I am currently working on my final year disseratation paper on how experience may affect the reliability of the Foot Posture Index-6 and I am using Multi-rater and Weighted Kappa for analysing the data.I have no experience on Kappa analysis and would appreciate any advise on good resources or general suggestions using Kappa analysis.
If memory serves me Kappa analysis is generally used for qualitative data. What is your methodology? Are you doing intra-rater reliability for the FPI for both an experienced and unexperienced user and want to compare them to see which is more reliable? If so it may be just as simple to do intraclass correlation coefficients (ICCs), or limits of agreement (LOAs).
I took a convenience sample of 20 subjects with asymptomatic feet and assessed both feet in three trials.Yes,there was 2 group of raters an expert group of 4 and a novice group of 2,both groups assessed all subjects on the same day.
I am investigating the inter-rater and intra-rater reliability.The inter-rater reliability will be analysed using multi-rater kappa and the intra-rater will be analysed using weighted kappa.
As the data did not have a normal distribution and is categorical I can't do ICC or LOAs.
Categorical data (or nominal data) is data which uses labels - when you report FPI data it is usually done qualitatively (i.e -4 or +6 for example) and would therefore be interval/ratio data. The gold standard (as far as what journals would expect to see reported) for intra/inter-rater reliability is the ICC.
FPI data is categorical. Categorical data refers to data which can be sorted into categories (i.e. foot types). Ian, you state below that FPI data is reported qualitatively, what do you mean by that? Due to the boundaries of the FPI scale I wouldn't agree that this is interval or ratio data.
The gold standard for reporting reliability data is to make the correct assumptions on the data and run the appropriate statistics.
I'm glad someone with far superior research methods knowledge to me has pitched on this as I've been mulling this over for the last few days. By saying it was reported qualitatively I meant numerically (e.g +12 or -8 etc) - naturally it could be sorted into categories (or labels as I referred to them earlier) based on one of the 5 'foot types' but is this the norm with respect to a reliability study? Is it rigorous enough?

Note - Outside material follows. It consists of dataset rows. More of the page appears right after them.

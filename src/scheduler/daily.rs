//! Daily assignment building.
//!
//! Symbol resolution per (employee, date), first match wins:
//!
//! 1. Friday → `O` for everyone.
//! 2. Vacation on that date → `V`.
//! 3. The week's designated off-day → `O`.
//! 4. Weekly shift → category symbol (`MA1`/`EA1`, `PT4`/`PT5`).

use chrono::{Datelike, NaiveDate, Weekday};

use super::{EmployeeWeeklyShift, WeeklyOffAssignment};
use crate::models::{
    DailyAssignmentRow, Employee, MonthCalendar, MonthSchedule, ShiftSymbol, VacationSet,
    WeekIndex,
};

/// Resolves one employee's symbol on one date.
///
/// Falls back to `O` if the employee has no weekly shift for `week`,
/// which only happens when the caller passes an inconsistent shift map.
pub fn resolve_symbol(
    employee: &Employee,
    date: NaiveDate,
    week: WeekIndex,
    vacations: &VacationSet,
    offs: &WeeklyOffAssignment,
    shifts: &EmployeeWeeklyShift,
) -> ShiftSymbol {
    if date.weekday() == Weekday::Fri {
        return ShiftSymbol::Off;
    }
    if vacations.contains(&employee.id, date) {
        return ShiftSymbol::Vacation;
    }
    if offs.get(week, &employee.id) == Some(date) {
        return ShiftSymbol::Off;
    }
    shifts
        .get(&employee.id, week)
        .map(|shift| ShiftSymbol::for_shift(employee.employment_type, shift))
        .unwrap_or(ShiftSymbol::Off)
}

/// Builds one row per (employee, date), ordered by date then roster order.
pub fn build_daily_rows(
    employees: &[Employee],
    calendar: &MonthCalendar,
    vacations: &VacationSet,
    offs: &WeeklyOffAssignment,
    shifts: &EmployeeWeeklyShift,
) -> MonthSchedule {
    let mut schedule = MonthSchedule::new(calendar.year, calendar.month);
    for (date, week) in calendar.iter() {
        for employee in employees {
            let symbol = resolve_symbol(employee, date, week, vacations, offs, shifts);
            schedule.add_row(DailyAssignmentRow::new(&employee.id, date, symbol));
        }
    }
    schedule
}

#[cfg(test)]
mod tests {
    use super::*;
    use crate::models::{EmploymentType, Shift, WeekPartitioner};

    fn date(d: u32) -> NaiveDate {
        NaiveDate::from_ymd_opt(2024, 6, d).unwrap()
    }

    struct Fixture {
        calendar: MonthCalendar,
        week: WeekIndex,
        shifts: EmployeeWeeklyShift,
        offs: WeeklyOffAssignment,
    }

    fn fixture() -> Fixture {
        let calendar = MonthCalendar::new(2024, 6, &WeekPartitioner::default()).unwrap();
        let week = calendar.weeks[0];
        let mut shifts = EmployeeWeeklyShift::new();
        let mut offs = WeeklyOffAssignment::new();
        for &w in &calendar.weeks {
            shifts.insert("FT", w, Shift::Morning);
            shifts.insert("PT", w, Shift::Evening);
        }
        offs.insert(week, "FT", date(3));
        offs.insert(week, "PT", date(4));
        Fixture {
            calendar,
            week,
            shifts,
            offs,
        }
    }

    #[test]
    fn test_priority_order() {
        let f = fixture();
        let ft = Employee::new("FT", "Full");
        let mut vacations = VacationSet::new();
        vacations.insert("FT", date(7)); // Friday
        vacations.insert("FT", date(3)); // Also the off-day
        vacations.insert("FT", date(4));

        let resolve = |d| resolve_symbol(&ft, d, f.week, &vacations, &f.offs, &f.shifts);
        assert_eq!(resolve(date(7)), ShiftSymbol::Off); // Friday beats vacation
        assert_eq!(resolve(date(3)), ShiftSymbol::Vacation); // vacation beats off-day
        assert_eq!(resolve(date(4)), ShiftSymbol::Vacation);
        assert_eq!(resolve(date(5)), ShiftSymbol::MorningFullTime);
    }

    #[test]
    fn test_category_symbols() {
        let f = fixture();
        let pt = Employee::new("PT", "Part").with_employment_type(EmploymentType::PartTime);
        let none = VacationSet::new();
        assert_eq!(
            resolve_symbol(&pt, date(5), f.week, &none, &f.offs, &f.shifts),
            ShiftSymbol::EveningPartTime
        );
        assert_eq!(
            resolve_symbol(&pt, date(4), f.week, &none, &f.offs, &f.shifts),
            ShiftSymbol::Off
        );
    }

    #[test]
    fn test_rows_ordered_by_date_then_roster() {
        let f = fixture();
        let employees = vec![Employee::new("PT", "Part"), Employee::new("FT", "Full")];
        let schedule = build_daily_rows(
            &employees,
            &f.calendar,
            &VacationSet::new(),
            &f.offs,
            &f.shifts,
        );
        assert_eq!(schedule.row_count(), 30 * 2);
        assert_eq!(schedule.rows[0].employee_id, "PT");
        assert_eq!(schedule.rows[1].employee_id, "FT");
        assert_eq!(schedule.rows[2].date, date(2));
        assert!(schedule
            .rows
            .iter()
            .filter(|r| r.date.weekday() == Weekday::Fri)
            .all(|r| r.symbol == ShiftSymbol::Off));
    }

    #[test]
    fn test_vacation_for_unknown_employee_is_inert() {
        let f = fixture();
        let employees = vec![Employee::new("FT", "Full")];
        let mut vacations = VacationSet::new();
        vacations.insert("GHOST", date(5));
        let schedule = build_daily_rows(&employees, &f.calendar, &vacations, &f.offs, &f.shifts);
        assert_eq!(schedule.count_symbol("FT", ShiftSymbol::Vacation), 0);
        assert!(schedule.rows_for_employee("GHOST").is_empty());
    }
}
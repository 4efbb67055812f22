//! Roster domain models.
//!
//! Provides the data types consumed and produced by monthly roster
//! generation.
//!
//! | Type | Role |
//! |------|------|
//! | `Employee` | Read-only roster entry |
//! | `CoverageSettings` | Target headcount seeding the first week |
//! | `VacationSet` | Exact (employee, date) vacation days |
//! | `WeekIndex` / `MonthCalendar` | Saturday-anchored global weeks |
//! | `PreviousMonthState` | Tail shift carried across months |
//! | `MonthSchedule` | One symbol per employee per day |

mod calendar;
mod employee;
mod history;
mod request;
mod schedule;
mod settings;
mod shift;

pub use calendar::{previous_month, MonthCalendar, WeekIndex, WeekPartitioner, DEFAULT_EPOCH};
pub use employee::{sort_roster, Employee};
pub use history::{PreviousMonthState, TailShift};
pub use request::{Request, RequestKind, VacationRequest, VacationSet};
pub use schedule::{DailyAssignmentRow, MonthSchedule};
pub use settings::{
    CoverageSettings, GeneratorConfig, COVERAGE_EVENING_KEY, COVERAGE_MORNING_KEY,
    DEFAULT_COVERAGE_EVENING, DEFAULT_COVERAGE_MORNING,
};
pub use shift::{EmploymentType, Shift, ShiftSymbol, UnknownSymbol};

I assumed it was not as by categorising into foot types, using the highly supinated foot type of the FPI-6 as an example, we cover the range of -5 to -12. Therefore I could score someone differently by up to a value of 7 but as they are still in the same category it would appear to have good intra-rater reliability? Appreciate your thoughts on this - in the mean time I will delve back into the FPI literature and re-read.
PS I'm assuming Nikki is a student of yours at UEL so apologies if I have added to her woes or confusion!
I suspect it is a student of ours however not under a name that I recognise. If it is the case then clearly their meeting with the statistician at University has caused them further confusion.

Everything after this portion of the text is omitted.